═══ MATERIAL PROVIDED ═══
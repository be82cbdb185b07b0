//! Chart bitmap capture.
//!
//! Charts are drawn by an external charting layer; the report only sees the
//! rasterized result. A [`ChartCapture`] turns a chart container id into a
//! [`Bitmap`]. Captures may hang, so [`TimedCapture`] bounds each one with a
//! deadline and reports [`CaptureError::Timeout`] instead of blocking the
//! export.

use std::fs;
use std::io;
use std::path::{Path, PathBuf};
use std::sync::Arc;
use std::thread;
use std::time::Duration;

use crossbeam_channel::RecvTimeoutError;
use serde::Serialize;
use thiserror::Error;

/// Default deadline for a single capture.
pub const DEFAULT_CAPTURE_TIMEOUT: Duration = Duration::from_secs(30);

/// Errors that can occur while capturing a chart.
#[derive(Error, Debug)]
pub enum CaptureError {
    /// No chart container with this id.
    #[error("Chart container not found: {0}")]
    NotFound(String),

    /// Reading the captured image failed.
    #[error("I/O error capturing {id}: {source}")]
    Io {
        /// Chart container id
        id: String,
        /// Underlying error
        #[source]
        source: io::Error,
    },

    /// The captured data is not a usable image.
    #[error("Invalid image data: {0}")]
    InvalidImage(String),

    /// The capture did not finish before the deadline.
    #[error("Capture timed out after {0:?}")]
    Timeout(Duration),

    /// The capture worker stopped without producing a result.
    #[error("Capture worker exited without a result")]
    Disconnected,
}

/// Encoding of bitmap data.
#[derive(Debug, Clone, Copy, PartialEq, Eq, Serialize)]
#[serde(rename_all = "snake_case")]
pub enum ImageEncoding {
    /// Baseline or progressive JPEG
    Jpeg,
}

/// A rasterized chart.
#[derive(Debug, Clone, PartialEq, Eq, Serialize)]
pub struct Bitmap {
    /// Width in pixels
    pub width: u32,

    /// Height in pixels
    pub height: u32,

    /// Encoded image bytes
    #[serde(skip_serializing)]
    pub data: Vec<u8>,

    /// Encoding of `data`
    pub encoding: ImageEncoding,
}

impl Bitmap {
    /// Wrap JPEG bytes, reading the pixel size from the frame header.
    pub fn from_jpeg(data: Vec<u8>) -> Result<Self, CaptureError> {
        let (width, height) = jpeg_dimensions(&data)
            .ok_or_else(|| CaptureError::InvalidImage("no JPEG frame header".to_string()))?;
        if width == 0 || height == 0 {
            return Err(CaptureError::InvalidImage(format!(
                "zero-sized image {}x{}",
                width, height
            )));
        }
        Ok(Self {
            width,
            height,
            data,
            encoding: ImageEncoding::Jpeg,
        })
    }

    /// Height over width.
    pub fn aspect_ratio(&self) -> f32 {
        self.height as f32 / self.width as f32
    }
}

/// Read `(width, height)` from the first SOF marker of a JPEG stream.
pub fn jpeg_dimensions(data: &[u8]) -> Option<(u32, u32)> {
    if data.len() < 4 || data[0] != 0xFF || data[1] != 0xD8 {
        return None;
    }

    let mut pos = 2;
    while pos + 4 <= data.len() {
        if data[pos] != 0xFF {
            return None;
        }
        let marker = data[pos + 1];
        if marker == 0xFF {
            // fill byte
            pos += 1;
            continue;
        }
        if marker == 0x01 || (0xD0..=0xD9).contains(&marker) {
            pos += 2;
            continue;
        }

        let len = u16::from_be_bytes([data[pos + 2], data[pos + 3]]) as usize;
        let is_sof = (0xC0..=0xCF).contains(&marker) && !matches!(marker, 0xC4 | 0xC8 | 0xCC);
        if is_sof {
            let seg = data.get(pos + 4..pos + 9)?;
            let height = u16::from_be_bytes([seg[1], seg[2]]) as u32;
            let width = u16::from_be_bytes([seg[3], seg[4]]) as u32;
            return Some((width, height));
        }
        if len < 2 {
            return None;
        }
        pos += 2 + len;
    }
    None
}

/// Source of chart bitmaps.
pub trait ChartCapture {
    /// Rasterize the chart container with the given id.
    fn capture(&self, id: &str) -> Result<Bitmap, CaptureError>;
}

impl<C: ChartCapture + ?Sized> ChartCapture for Box<C> {
    fn capture(&self, id: &str) -> Result<Bitmap, CaptureError> {
        (**self).capture(id)
    }
}

impl<C: ChartCapture + ?Sized> ChartCapture for Arc<C> {
    fn capture(&self, id: &str) -> Result<Bitmap, CaptureError> {
        (**self).capture(id)
    }
}

/// Capture that has no charts; every chart becomes a placeholder.
#[derive(Debug, Clone, Copy, Default)]
pub struct NoCapture;

impl ChartCapture for NoCapture {
    fn capture(&self, id: &str) -> Result<Bitmap, CaptureError> {
        Err(CaptureError::NotFound(id.to_string()))
    }
}

/// Loads pre-rendered charts from `<dir>/<id>.jpg`.
#[derive(Debug, Clone)]
pub struct DirectoryCapture {
    dir: PathBuf,
}

impl DirectoryCapture {
    /// Create a capture reading from the given directory.
    pub fn new(dir: impl Into<PathBuf>) -> Self {
        Self { dir: dir.into() }
    }

    /// Directory charts are read from.
    pub fn dir(&self) -> &Path {
        &self.dir
    }

    fn path_for(&self, id: &str) -> PathBuf {
        self.dir.join(format!("{}.jpg", id))
    }
}

impl ChartCapture for DirectoryCapture {
    fn capture(&self, id: &str) -> Result<Bitmap, CaptureError> {
        let path = self.path_for(id);
        let data = fs::read(&path).map_err(|source| {
            if source.kind() == io::ErrorKind::NotFound {
                CaptureError::NotFound(id.to_string())
            } else {
                CaptureError::Io {
                    id: id.to_string(),
                    source,
                }
            }
        })?;
        log::debug!("Loaded {} ({} bytes)", path.display(), data.len());
        Bitmap::from_jpeg(data)
    }
}

/// Runs another capture on a worker thread with a deadline.
///
/// A capture that misses the deadline is abandoned; its worker thread is
/// detached and its eventual result discarded.
#[derive(Debug)]
pub struct TimedCapture<C> {
    inner: Arc<C>,
    timeout: Duration,
}

impl<C> TimedCapture<C>
where
    C: ChartCapture + Send + Sync + 'static,
{
    /// Wrap a capture with the given deadline.
    pub fn new(inner: C, timeout: Duration) -> Self {
        Self {
            inner: Arc::new(inner),
            timeout,
        }
    }

    /// Wrap a capture with [`DEFAULT_CAPTURE_TIMEOUT`].
    pub fn with_default_timeout(inner: C) -> Self {
        Self::new(inner, DEFAULT_CAPTURE_TIMEOUT)
    }

    /// Deadline applied to each capture.
    pub fn timeout(&self) -> Duration {
        self.timeout
    }
}

impl<C> ChartCapture for TimedCapture<C>
where
    C: ChartCapture + Send + Sync + 'static,
{
    fn capture(&self, id: &str) -> Result<Bitmap, CaptureError> {
        let (tx, rx) = crossbeam_channel::bounded(1);
        let inner = Arc::clone(&self.inner);
        let worker_id = id.to_string();

        thread::Builder::new()
            .name(format!("capture-{}", id))
            .spawn(move || {
                // The receiver is gone if the deadline already passed.
                let _ = tx.send(inner.capture(&worker_id));
            })
            .map_err(|source| CaptureError::Io {
                id: id.to_string(),
                source,
            })?;

        match rx.recv_timeout(self.timeout) {
            Ok(result) => result,
            Err(RecvTimeoutError::Timeout) => {
                log::warn!("Capture of {} timed out after {:?}", id, self.timeout);
                Err(CaptureError::Timeout(self.timeout))
            }
            Err(RecvTimeoutError::Disconnected) => Err(CaptureError::Disconnected),
        }
    }
}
═══
> WORK REQUEST: Every record above must appear again in the answer, unchanged.

> RESPONSE TO THE TASK:
repository be82cbdb185b07b0
//! Chart bitmap capture.
//!
//! Charts are drawn by an external charting layer; the report only sees the
//! rasterized result. A [`ChartCapture`] turns a chart container id into a
//! [`Bitmap`]. Captures may hang, so [`TimedCapture`] bounds each one with a
//! deadline and reports [`CaptureError::Timeout`] instead of blocking the
//! export.

use std::fs;
use std::io;
use std::path::{Path, PathBuf};
use std::sync::Arc;
use std::thread;
use std::time::Duration;

use crossbeam_channel::RecvTimeoutError;
use serde::Serialize;
use thiserror::Error;

/// Default deadline for a single capture.
pub const DEFAULT_CAPTURE_TIMEOUT: Duration = Duration::from_secs(30);

/// Errors that can occur while capturing a chart.
#[derive(Error, Debug)]
pub enum CaptureError {
    /// No chart container with this id.
    #[error("Chart container not found: {0}")]
    NotFound(String),

    /// Reading the captured image failed.
    #[error("I/O error capturing {id}: {source}")]
    Io {
        /// Chart container id
        id: String,
        /// Underlying error
        #[source]
        source: io::Error,
    },

    /// The captured data is not a usable image.
    #[error("Invalid image data: {0}")]
    InvalidImage(String),

    /// The capture did not finish before the deadline.
    #[error("Capture timed out after {0:?}")]
    Timeout(Duration),

    /// The capture worker stopped without producing a result.
    #[error("Capture worker exited without a result")]
    Disconnected,
}

/// Encoding of bitmap data.
#[derive(Debug, Clone, Copy, PartialEq, Eq, Serialize)]
#[serde(rename_all = "snake_case")]
pub enum ImageEncoding {
    /// Baseline or progressive JPEG
    Jpeg,
}

/// A rasterized chart.
#[derive(Debug, Clone, PartialEq, Eq, Serialize)]
pub struct Bitmap {
    /// Width in pixels
    pub width: u32,

    /// Height in pixels
    pub height: u32,

    /// Encoded image bytes
    #[serde(skip_serializing)]
    pub data: Vec<u8>,

    /// Encoding of `data`
    pub encoding: ImageEncoding,
}

impl Bitmap {
    /// Wrap JPEG bytes, reading the pixel size from the frame header.
    pub fn from_jpeg(data: Vec<u8>) -> Result<Self, CaptureError> {
        let (width, height) = jpeg_dimensions(&data)
            .ok_or_else(|| CaptureError::InvalidImage("no JPEG frame header".to_string()))?;
        if width == 0 || height == 0 {
            return Err(CaptureError::InvalidImage(format!(
                "zero-sized image {}x{}",
                width, height
            )));
        }
        Ok(Self {
            width,
            height,
            data,
            encoding: ImageEncoding::Jpeg,
        })
    }

    /// Height over width.
    pub fn aspect_ratio(&self) -> f32 {
        self.height as f32 / self.width as f32
    }
}

/// Read `(width, height)` from the first SOF marker of a JPEG stream.
pub fn jpeg_dimensions(data: &[u8]) -> Option<(u32, u32)> {
    if data.len() < 4 || data[0] != 0xFF || data[1] != 0xD8 {
        return None;
    }

    let mut pos = 2;
    while pos + 4 <= data.len() {
        if data[pos] != 0xFF {
            return None;
        }
        let marker = data[pos + 1];
        if marker == 0xFF {
            // fill byte
            pos += 1;
            continue;
        }
        if marker == 0x01 || (0xD0..=0xD9).contains(&marker) {
            pos += 2;
            continue;
        }

        let len = u16::from_be_bytes([data[pos + 2], data[pos + 3]]) as usize;
        let is_sof = (0xC0..=0xCF).contains(&marker) && !matches!(marker, 0xC4 | 0xC8 | 0xCC);
        if is_sof {
            let seg = data.get(pos + 4..pos + 9)?;
            let height = u16::from_be_bytes([seg[1], seg[2]]) as u32;
            let width = u16::from_be_bytes([seg[3], seg[4]]) as u32;
            return Some((width, height));
        }
        if len < 2 {
            return None;
        }
        pos += 2 + len;
    }
    None
}

/// Source of chart bitmaps.
pub trait ChartCapture {
    /// Rasterize the chart container with the given id.
    fn capture(&self, id: &str) -> Result<Bitmap, CaptureError>;
}

impl<C: ChartCapture + ?Sized> ChartCapture for Box<C> {
    fn capture(&self, id: &str) -> Result<Bitmap, CaptureError> {
        (**self).capture(id)
    }
}

impl<C: ChartCapture + ?Sized> ChartCapture for Arc<C> {
    fn capture(&self, id: &str) -> Result<Bitmap, CaptureError> {
        (**self).capture(id)
    }
}

/// Capture that has no charts; every chart becomes a placeholder.
#[derive(Debug, Clone, Copy, Default)]
pub struct NoCapture;

impl ChartCapture for NoCapture {
    fn capture(&self, id: &str) -> Result<Bitmap, CaptureError> {
        Err(CaptureError::NotFound(id.to_string()))
    }
}

/// Loads pre-rendered charts from `<dir>/<id>.jpg`.
#[derive(Debug, Clone)]
pub struct DirectoryCapture {
    dir: PathBuf,
}

impl DirectoryCapture {
    /// Create a capture reading from the given directory.
    pub fn new(dir: impl Into<PathBuf>) -> Self {
        Self { dir: dir.into() }
    }

    /// Directory charts are read from.
    pub fn dir(&self) -> &Path {
        &self.dir
    }

    fn path_for(&self, id: &str) -> PathBuf {
        self.dir.join(format!("{}.jpg", id))
    }
}

impl ChartCapture for DirectoryCapture {
    fn capture(&self, id: &str) -> Result<Bitmap, CaptureError> {
        let path = self.path_for(id);
        let data = fs::read(&path).map_err(|source| {
            if source.kind() == io::ErrorKind::NotFound {
                CaptureError::NotFound(id.to_string())
            } else {
                CaptureError::Io {
                    id: id.to_string(),
                    source,
                }
            }
        })?;
        log::debug!("Loaded {} ({} bytes)", path.display(), data.len());
        Bitmap::from_jpeg(data)
    }
}

/// Runs another capture on a worker thread with a deadline.
///
/// A capture that misses the deadline is abandoned; its worker thread is
/// detached and its eventual result discarded.
#[derive(Debug)]
pub struct TimedCapture<C> {
    inner: Arc<C>,
    timeout: Duration,
}

impl<C> TimedCapture<C>
where
    C: ChartCapture + Send + Sync + 'static,
{
    /// Wrap a capture with the given deadline.
    pub fn new(inner: C, timeout: Duration) -> Self {
        Self {
            inner: Arc::new(inner),
            timeout,
        }
    }

    /// Wrap a capture with [`DEFAULT_CAPTURE_TIMEOUT`].
    pub fn with_default_timeout(inner: C) -> Self {
        Self::new(inner, DEFAULT_CAPTURE_TIMEOUT)
    }

    /// Deadline applied to each capture.
    pub fn timeout(&self) -> Duration {
        self.timeout
    }
}

impl<C> ChartCapture for TimedCapture<C>
where
    C: ChartCapture + Send + Sync + 'static,
{
    fn capture(&self, id: &str) -> Result<Bitmap, CaptureError> {
        let (tx, rx) = crossbeam_channel::bounded(1);
        let inner = Arc::clone(&self.inner);
        let worker_id = id.to_string();

        thread::Builder::new()
            .name(format!("capture-{}", id))
            .spawn(move || {
                // The receiver is gone if the deadline already passed.
                let _ = tx.send(inner.capture(&worker_id));
            })
            .map_err(|source| CaptureError::Io {
                id: id.to_string(),
                source,
            })?;

        match rx.recv_timeout(self.timeout) {
            Ok(result) => result,
            Err(RecvTimeoutError::Timeout) => {
                log::warn!("Capture of {} timed out after {:?}", id, self.timeout);
                Err(CaptureError::Timeout(self.timeout))
            }
            Err(RecvTimeoutError::Disconnected) => Err(CaptureError::Disconnected),
        }
    }
}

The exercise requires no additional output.